The New York Red Bulls picked up where they left off from San Jose with a 4-1 win in Ontario over Toronto FC. With the heading into next week’s home opener in near-perfect form, OaM tells ya a couple or three things we learned on Saturday…
Lewis Morgan is a star
New York’s signing of Inter Miami wideman Lewis Morgan over the winter remained something of an enigma until actual games were played. A paradox of the Red Bulls completing such a precise addition on the very first day of the offseason was that Morgan was practically forgotten about by the time preseason came along. The 25-year-old Scotland international was one of the financially-largest intra-league acquisitions in MLS history and a clear upgrade in the attacking midfield area where New York had struggled in 2022, but a lack of statistical production on a poor Miami team blunted any fan buzz.
But ever since putting the shirt on for the first time last weekend, Morgan has done nothing but live up to the phantom hype. After an eye-catching debut in San Jose where he assisted on the first goal of the season from a wingback role, Morgan had a breakout performance to say the least in his first Red Bulls game as an attacker in Toronto. Operating from a wide right position in Gerhard Struber’s more conventional 4-4-2, Morgan’s speed and enthusiastic movement into space was rewarded with a hat trick against a lethargic Toronto defense that should have been four if not for an erroneous late offside call.
The question of which position Morgan settles in at is primed to be one of the pivotal calls of the early season for Struber. The Austrian manager said post-match that his team is prepared to play in different formations depending on the opponent. Morgan’s display on Saturday will perhaps cause Struber to lean more towards the 4-4-2 as the season goes on and new additions arrive.

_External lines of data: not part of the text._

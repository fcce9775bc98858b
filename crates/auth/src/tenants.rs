//! Tenant membership mutators: join a tenant, switch the active tenant,
//! replace a membership's roles.
//!
//! Each operation is invoked independently by tenant-management API calls,
//! never on the per-request decision path. Preconditions are checked against
//! a fresh read before any write; concurrent role replacements are
//! last-write-wins.

use thiserror::Error;

use gatehouse_core::{RoleName, TenantId, TenantMembership, UserId};
use gatehouse_store::{AuthStore, StoreError};

/// Membership mutation failures.
///
/// `NotRegistered`/`RecordMissing` distinguish "no such caller" from
/// `UnknownTenant` ("caller is not a member"), but none of these reveal
/// whether a tenant id itself exists anywhere.
#[derive(Debug, Error)]
pub enum MembershipError {
    #[error("the caller is not a registered user")]
    NotRegistered,

    #[error("the caller is not a member of the provided customer id")]
    UnknownTenant,

    #[error("the user record no longer exists")]
    RecordMissing,

    #[error(transparent)]
    Store(#[from] StoreError),
}

/// Join a tenant (idempotent).
///
/// A membership with `tenant_id` already present makes this a no-op success.
/// Otherwise the membership is appended with the given roles; when
/// `make_active` is set the active pointer moves in the same mutation.
pub async fn add_tenant(
    store: &dyn AuthStore,
    user_id: &UserId,
    tenant_id: TenantId,
    roles: Vec<RoleName>,
    make_active: bool,
) -> Result<(), MembershipError> {
    let user = store
        .get_user(user_id)
        .await?
        .ok_or(MembershipError::NotRegistered)?;

    if user.has_membership(&tenant_id) {
        tracing::debug!(user = %user_id, tenant = %tenant_id, "tenant already joined");
        return Ok(());
    }

    store
        .append_membership(user_id, TenantMembership { id: tenant_id, roles }, make_active)
        .await?;
    Ok(())
}

/// Select a different tenant as the user's active context.
///
/// Switching to the currently active tenant succeeds trivially without
/// touching the store. Switching to a tenant the user has not joined fails
/// with `UnknownTenant` before any mutation.
pub async fn switch_active_tenant(
    store: &dyn AuthStore,
    user_id: &UserId,
    requested: &TenantId,
    current_active: Option<&TenantId>,
) -> Result<(), MembershipError> {
    if current_active == Some(requested) {
        return Ok(());
    }

    let user = store
        .get_user(user_id)
        .await?
        .ok_or(MembershipError::NotRegistered)?;

    if !user.has_membership(requested) {
        tracing::warn!(user = %user_id, "caller is not associated to the requested customer");
        return Err(MembershipError::UnknownTenant);
    }

    store.set_active_tenant(user_id, requested).await?;
    Ok(())
}

/// Replace a membership's role set wholesale.
///
/// The membership is located by tenant id, never by assumed position. The
/// store write is guarded by a record-existence precondition; a condition
/// failure means the record vanished between read and write. Two concurrent
/// replacements both succeed with last-write-wins semantics.
pub async fn update_tenant_roles(
    store: &dyn AuthStore,
    user_id: &UserId,
    tenant_id: &TenantId,
    roles: Vec<RoleName>,
) -> Result<(), MembershipError> {
    let user = store
        .get_user(user_id)
        .await?
        .ok_or(MembershipError::NotRegistered)?;

    if !user.has_membership(tenant_id) {
        tracing::warn!(user = %user_id, "caller is not associated to the requested customer");
        return Err(MembershipError::UnknownTenant);
    }

    match store.replace_membership_roles(user_id, tenant_id, roles).await {
        Ok(()) => Ok(()),
        Err(StoreError::ConditionFailed) => Err(MembershipError::RecordMissing),
        Err(err) => Err(err.into()),
    }
}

Struber finally has the inside-out strikers he seeks
Another player who thrived in the team’s square setup on Saturday was Tom Barlow, fresh off a critic-silencing victory cigar goal in San Jose. Barlow this time got the start at the top of the formation, and Struber went out of his way to praise the St Louisan’s work in pressuring Toronto’s backline on both sides of the ball. As I wrote last year, Barlow has the type of athleticism and size that makes him a tactical weapon in systems like Struber’s even if his technical shortcomings often disappoint fans. Barlow even came close to scoring for the second week in a row with a trademark interception and crash onto goal that was stopped by Alex Bono, and has given Struber a luxury in the target forward role when Ashley Fletcher arrives.
Patryk Klimala didn’t get his name on the scoresheet, but did earn what’s now being referred to in RBNYland as a “Pat Tryk” in assisting each of Lewis Morgan’s three goals on the day — the first two being shallow cutback crosses from the right channel and the third coming after an impressive display of strength and vision to muscle off both Jahkeele Marshall-Rutty and Jacob Shaffelburg in the center circle. The man who is somehow still only a youth international for Poland has been as much of a setup man in the final third as the ruthless goalscorer he styles himself as, and it’s likely all according to plan in the mind of Gerhard Struber.
Struber’s teams in Austria and England were known for using multiple strikers to both pin opposing defenders back and drag them away from the goalmouth while serving as wide and deep passing options. While such play struggled to manifest for much of 2021, with Struber largely abandoning a two-striker formation later in the season, it appears that a full preseason has given the team a stronger purpose in the final third. With the team’s second line of attackers already racking up production, it will feel like a bonus if Klimala puts up double-digit scoring numbers this year and Barlow contributes just about anything at all.
Can they play this way at home?
If San Jose and Toronto are perhaps faulty measurements of a team’s prowess, it’s difficult to think of a more generic MLS team than New York’s next opponent Minnesota United. Adrian Heath’s team — who are always in the playoffs, somehow, I guess — has in fact done nothing but draw games 1-1 so far this season, first in Philadelphia and then at home against Nashville. They even play in a standard low-block 4-2-3-1 in which Heath seeks to get his players to nail the fundamentals rather than go on adventures.
Even before Gerhard Struber, sides content to sit deep have challenged Red Bulls teams set up to thrive on opponents’ mistakes. But as mentioned above, Struber has shown more attention to matching the shape of the opponent than any previous energy drink era manager, and his choice of formation in next Sunday’s home opener could offer a glimpse into how his team will solve problems through all of 2022.